Below are lines of data; restate word for word those running from the line containing "use crate::types::ReplyValue;" to the line containing "groups.insert(reply(0, Ok(ReplyValue::ok(7))));", inclusive, and no others.
▬▬▬▬▬▬▬▬▬▬
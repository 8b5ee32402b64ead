//! Reply voting and consistency tracking
//!
//! Replies are grouped by identical outcome. When the last in-flight send
//! has replied, the first group that reached the operation's minimum
//! becomes its answer. Nodes that were sent to but disagreed with the
//! answer are marked bad on the operation and, for top-level operations,
//! on the contexts of the objects it touched.

use std::sync::Arc;
use tracing::{info, trace, warn};

use crate::dispatch::{claim_next, wind};
use crate::error::StripesetError;
use crate::fop::{DispatchPolicy, Fop};
use crate::inode::Inode;
use crate::mask::NodeMask;
use crate::types::{HealRequest, NodeErrno, NodeOutcome, NodeReply, ObjectRef};

/// Nodes that returned one identical outcome
#[derive(Clone, Debug, PartialEq)]
pub struct ReplyGroup {
    pub outcome: NodeOutcome,
    pub mask: NodeMask,
    pub count: u32,
}

impl ReplyGroup {
    pub fn is_unreachable(&self) -> bool {
        matches!(self.outcome, Err(NodeErrno::NotConnected))
    }

    /// Whether the group can become the answer under `minimum`
    pub fn qualifies(&self, minimum: u32) -> bool {
        self.count >= minimum && !self.is_unreachable()
    }
}

/// Insertion-ordered reply groups of one dispatch
#[derive(Clone, Debug, Default)]
pub struct ReplyGroups {
    groups: Vec<ReplyGroup>,
    replies: u32,
}

impl ReplyGroups {
    pub fn new() -> Self {
        Self::default()
    }

    pub fn insert(&mut self, reply: NodeReply) {
        self.replies += 1;
        match self.groups.iter_mut().find(|g| g.outcome == reply.outcome) {
            Some(group) => {
                group.mask.insert(reply.node);
                group.count += 1;
            }
            None => self.groups.push(ReplyGroup {
                outcome: reply.outcome,
                mask: NodeMask::single(reply.node),
                count: 1,
            }),
        }
    }

    /// First group, in arrival order of its first member, that qualifies
    pub fn select(&self, minimum: u32) -> Option<&ReplyGroup> {
        self.groups.iter().find(|group| group.qualifies(minimum))
    }

    /// Size of the largest group that could still become the answer
    pub fn leader(&self) -> u32 {
        self.groups
            .iter()
            .filter(|group| !group.is_unreachable())
            .map(|group| group.count)
            .max()
            .unwrap_or(0)
    }

    pub fn replies(&self) -> u32 {
        self.replies
    }

    pub fn len(&self) -> usize {
        self.groups.len()
    }

    pub fn is_empty(&self) -> bool {
        self.groups.is_empty()
    }

    pub fn iter(&self) -> impl Iterator<Item = &ReplyGroup> {
        self.groups.iter()
    }

    /// Nodes that did not answer at all
    pub fn unreachable(&self) -> NodeMask {
        self.groups
            .iter()
            .filter(|group| group.is_unreachable())
            .fold(NodeMask::EMPTY, |acc, group| acc | group.mask)
    }

    pub fn all_unreachable(&self) -> bool {
        !self.groups.is_empty() && self.groups.iter().all(ReplyGroup::is_unreachable)
    }

    pub fn clear(&mut self) {
        self.groups.clear();
        self.replies = 0;
    }
}

/// Masks of a finished wave, captured for context propagation
struct Settled {
    good: NodeMask,
    bad: NodeMask,
    mask: NodeMask,
    remaining: NodeMask,
}

/// Handle one node's reply
pub(crate) fn complete(fop: &Arc<Fop>, reply: NodeReply) {
    let nodes = fop.set().nodes();
    let node = reply.node;
    let mut next = None;
    let mut settled = None;
    let mut waves = 0;
    let mut failure = None;

    {
        let mut st = fop.lock_state();
        trace!(fop = fop.id(), node, outcome = ?reply.outcome, "COMPLETE");

        match st.policy {
            Some(DispatchPolicy::OneRetry) if reply.is_unreachable() => {
                next = claim_next(&mut st, nodes, node + 1);
                if next.is_none() {
                    st.groups.insert(reply);
                }
            }
            Some(DispatchPolicy::Incremental) => {
                st.groups.insert(reply);
                // Sends still in flight may yet complete the leading group
                let pending = st.winds.saturating_sub(1);
                if st.groups.leader() + pending < st.minimum {
                    next = claim_next(&mut st, nodes, node + 1);
                }
            }
            _ => st.groups.insert(reply),
        }

        st.winds = st.winds.saturating_sub(1);
        if st.winds == 0 {
            if st.answer.is_none() {
                let minimum = st.minimum;
                // A lone expected reply is the answer whatever the minimum
                let threshold = if st.expected == 1 { 1 } else { minimum };
                match st.groups.select(threshold).cloned() {
                    Some(group) => {
                        let good = group.mask;
                        let bad = st.mask & !(st.remaining | good);
                        let changed = !st.bad.is_superset(bad) || !st.good.is_superset(good);
                        st.bad |= bad;
                        st.good |= good;
                        st.answer = Some(group);
                        if changed && fop.is_top_level() {
                            settled = Some(Settled {
                                good,
                                bad,
                                mask: st.mask,
                                remaining: st.remaining,
                            });
                        }
                    }
                    None => {
                        failure = Some(if st.groups.all_unreachable() {
                            StripesetError::NodeUnreachable {
                                nodes: st.mask & !st.remaining,
                            }
                        } else {
                            StripesetError::ReconciliationFailure {
                                replies: st.groups.replies(),
                                groups: st.groups.len(),
                                minimum,
                            }
                        });
                    }
                }
            }
            waves = std::mem::take(&mut st.waves);
        }
    }

    if let Some(node) = next {
        wind(fop, node);
    }

    if let Some(settled) = settled {
        update_contexts(fop, &settled);
        check_status(fop, &settled);
    }

    for wave in 0..waves {
        fop.resume(if wave == 0 { failure.clone() } else { None });
    }
}

fn update_contexts(fop: &Fop, settled: &Settled) {
    let updates = fop.updates();
    let merge = |inode: Option<&Arc<Inode>>| {
        if let Some(inode) = inode {
            inode.ctx().merge(settled.good, settled.bad);
        }
    };

    if let Some(loc) = fop.loc(0) {
        if updates.loc_parent {
            merge(loc.parent.as_ref());
        }
        if updates.loc_inode {
            merge(loc.inode.as_ref());
        }
    }
    if let Some(loc) = fop.loc(1) {
        merge(loc.inode.as_ref());
    }
    if let Some(fd) = fop.fd() {
        if updates.fd_inode {
            merge(Some(fd.inode()));
        }
        if updates.fd {
            fd.merge(settled.good, settled.bad);
        }
    }
}

/// Schedule repairs when a live node neither answered with the majority
/// nor is still pending.
fn check_status(fop: &Fop, settled: &Settled) {
    let set = fop.set();
    let up = set.up();
    if (up & !(settled.remaining | settled.good)).is_empty() {
        return;
    }

    warn!(
        fop = fop.id(),
        name = fop.name(),
        up = %up,
        mask = %settled.mask,
        remaining = %settled.remaining,
        good = %settled.good,
        bad = %settled.bad,
        "Operation failed on some nodes"
    );

    if !set.auto_heal() {
        return;
    }

    let nodes = set.node_mask() & up;
    let mut targets: Vec<(ObjectRef, Option<Arc<Inode>>, bool)> = Vec::new();
    if let Some(fd) = fop.fd() {
        targets.push((fd.object_ref(), Some(fd.inode().clone()), true));
    } else {
        for loc in [fop.loc(0), fop.loc(1)].into_iter().flatten() {
            if let Some(object) = loc.object_ref() {
                targets.push((object, loc.inode.clone(), false));
            }
        }
    }

    for (object, inode, by_fd) in targets {
        let healer = set.backends().healer.clone();
        let request = HealRequest {
            object,
            by_fd,
            nodes,
        };
        set.spawn(async move {
            let path = request.object.path.clone();
            match healer.heal(request).await {
                Ok(report) => {
                    info!(
                        path = %path,
                        healed = report.healed(),
                        needed = report.needed(),
                        "Heal succeeded on {}/{} nodes",
                        report.healed(),
                        report.needed()
                    );
                    if let Some(inode) = inode {
                        inode.mark_repaired(report.mask & !(report.good | report.bad));
                    }
                }
                Err(e) => warn!(path = %path, error = %e, "Heal failed"),
            }
        });
    }
}

#[cfg(test)]
mod tests {
    use super::*;
    use crate::types::ReplyValue;
    use pretty_assertions::assert_eq;

    fn reply(node: usize, outcome: NodeOutcome) -> NodeReply {
        NodeReply { node, outcome }
    }

    #[test]
    fn test_identical_replies_share_a_group() {
        let mut groups = ReplyGroups::new();
        groups.insert(reply(0, Ok(ReplyValue::ok(7))));
        groups.insert(reply(3, Err(NodeErrno::Io)));
        groups.insert(reply(1, Ok(ReplyValue::ok(7))));

        assert_eq!(groups.len(), 2);
        assert_eq!(groups.replies(), 3);
        let first = groups.iter().next().unwrap();
        assert_eq!(first.mask, NodeMask::from_nodes([0, 1]));
        assert_eq!(first.count, 2);
    }

    #[test]
    fn test_select_skips_unreachable_and_small_groups() {
        let mut groups = ReplyGroups::new();
        groups.insert(reply(0, Err(NodeErrno::NotConnected)));
        groups.insert(reply(1, Err(NodeErrno::NotConnected)));
        groups.insert(reply(2, Ok(ReplyValue::ok(1))));
        groups.insert(reply(3, Err(NodeErrno::NotFound)));
        groups.insert(reply(4, Err(NodeErrno::NotFound)));

        let chosen = groups.select(2).unwrap();
        assert_eq!(chosen.outcome, Err(NodeErrno::NotFound));
        assert!(groups.select(3).is_none());
        assert_eq!(groups.unreachable(), NodeMask::from_nodes([0, 1]));
        assert!(!groups.all_unreachable());
    }

    #[test]
    fn test_first_qualifying_group_wins() {
        let mut groups = ReplyGroups::new();
        groups.insert(reply(5, Ok(ReplyValue::ok(2))));
        groups.insert(reply(0, Ok(ReplyValue::ok(1))));
        groups.insert(reply(1, Ok(ReplyValue::ok(1))));
        groups.insert(reply(4, Ok(ReplyValue::ok(2))));

        assert_eq!(groups.select(2).unwrap().outcome, Ok(ReplyValue::ok(2)));
    }

    #[test]
    fn test_leader_ignores_unreachable_groups() {
        let mut groups = ReplyGroups::new();
        assert_eq!(groups.leader(), 0);
        groups.insert(reply(0, Err(NodeErrno::NotConnected)));
        groups.insert(reply(1, Err(NodeErrno::NotConnected)));
        assert_eq!(groups.leader(), 0);
        groups.insert(reply(2, Ok(ReplyValue::ok(1))));
        groups.insert(reply(3, Ok(ReplyValue::ok(1))));
        groups.insert(reply(4, Err(NodeErrno::Io)));
        assert_eq!(groups.leader(), 2);
    }
}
▬▬▬▬▬▬▬▬▬▬
# [EXERCISE ANSWER]
    use crate::types::ReplyValue;
    use pretty_assertions::assert_eq;

    fn reply(node: usize, outcome: NodeOutcome) -> NodeReply {
        NodeReply { node, outcome }
    }

    #[test]
    fn test_identical_replies_share_a_group() {
        let mut groups = ReplyGroups::new();
        groups.insert(reply(0, Ok(ReplyValue::ok(7))));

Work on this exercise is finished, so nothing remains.